Two independent studies of the diminutive Y chromosome, which is
inherited solely down the male line, have failed to find evidence to
support the widely held theory that its evolutionary days - and those of
its owner - are numbered.

Human chromosomes under microscope |
A detailed genetic analysis of the Y chromosomes of a wide range of
mammalian species, including humans, shows that far from continuing to
wither away unremittingly, it has remained remarkably stable for at
least the past 25 million years.
The research also found that the few remaining genes on the Y
chromosome include some that perform vital regulatory control of other
genes that are active throughout a man's body - making each of his cells
distinctly and subtly different from those of a woman. This would
suggest that medical treatments should in future be tailored more
towards a patient's gender, and that doctors may have more reason to
treat men and women differently according to their sex, said Prof David
Page, director of the Whitehead Institute for Biomedical Research in
Cambridge, Massachusetts.
"There is a clear need to move beyond a unisex model of biomedical
research, which means we need to move beyond a unisex model of our
understanding and treatment of disease," said Prof Page, who led one
Henrik Kaessmann of the University of Lausanne, who led the other team,
said that the findings explode the myth that the Y chromosome is
primarily about the genes involved in male reproduction.

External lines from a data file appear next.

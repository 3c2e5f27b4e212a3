pub mod artifact;
pub mod demo;
pub mod maintenance;
//! Expiry clock.
//!
//! All timestamps are whole epoch seconds. Expiry is computed on write and
//! enforced on every read, independent of whether the backend ever removes
//! the row physically.

use std::sync::atomic::{AtomicI64, Ordering};

use time::OffsetDateTime;

/// Source of the current time in epoch seconds.
pub trait Clock: Send + Sync {
    /// Returns the current time as whole seconds since the Unix epoch.
    fn now(&self) -> i64;
}

/// Wall clock backed by the system time.
#[derive(Debug, Clone, Copy, Default)]
pub struct SystemClock;

impl Clock for SystemClock {
    fn now(&self) -> i64 {
        OffsetDateTime::now_utc().unix_timestamp()
    }
}

/// Clock that only moves when told to. Used by tests and local tooling.
#[derive(Debug, Default)]
pub struct ManualClock {
    now: AtomicI64,
}

impl ManualClock {
    /// Creates a clock frozen at `now`.
    #[must_use]
    pub fn new(now: i64) -> Self {
        Self {
            now: AtomicI64::new(now),
        }
    }

    /// Moves the clock to `now`.
    pub fn set(&self, now: i64) {
        self.now.store(now, Ordering::SeqCst);
    }

    /// Moves the clock forward by `secs` seconds.
    pub fn advance(&self, secs: i64) {
        self.now.fetch_add(secs, Ordering::SeqCst);
    }
}

impl Clock for ManualClock {
    fn now(&self) -> i64 {
        self.now.load(Ordering::SeqCst)
    }
}

/// Computes the absolute expiry for a write made at `now`.
///
/// A missing or zero TTL means the artifact never expires via TTL.
#[must_use]
pub fn expires_at(now: i64, ttl_secs: Option<u64>) -> Option<i64> {
    match ttl_secs {
        Some(ttl) if ttl > 0 => Some(now.saturating_add(i64::try_from(ttl).unwrap_or(i64::MAX))),
        _ => None,
    }
}

/// Returns `true` once `now` has reached the expiry timestamp.
#[must_use]
pub fn is_expired(expires_at: Option<i64>, now: i64) -> bool {
    expires_at.is_some_and(|at| now >= at)
}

"Now it is clear that the Y chromosome is not specific to males so to
speak but also important for functions throughout the body," Prof
Kaessmann said.
Men inherit both a Y and an X chromosome, and women have two X
chromosomes. However, scientists believe the Y chromosome is a withered
remnant of the X chromosome from which it originally evolved. Hundreds
of millions of years ago, genetic decay ravaged the Y chromosome,
leaving it with just three per cent of its ancestral genes, compared
with 98 percent on the corresponding X chromosome of women.
This rapid loss of genetic function was widely seen as a portent of a
premature demise for the Y chromosome, and of the male sex in general.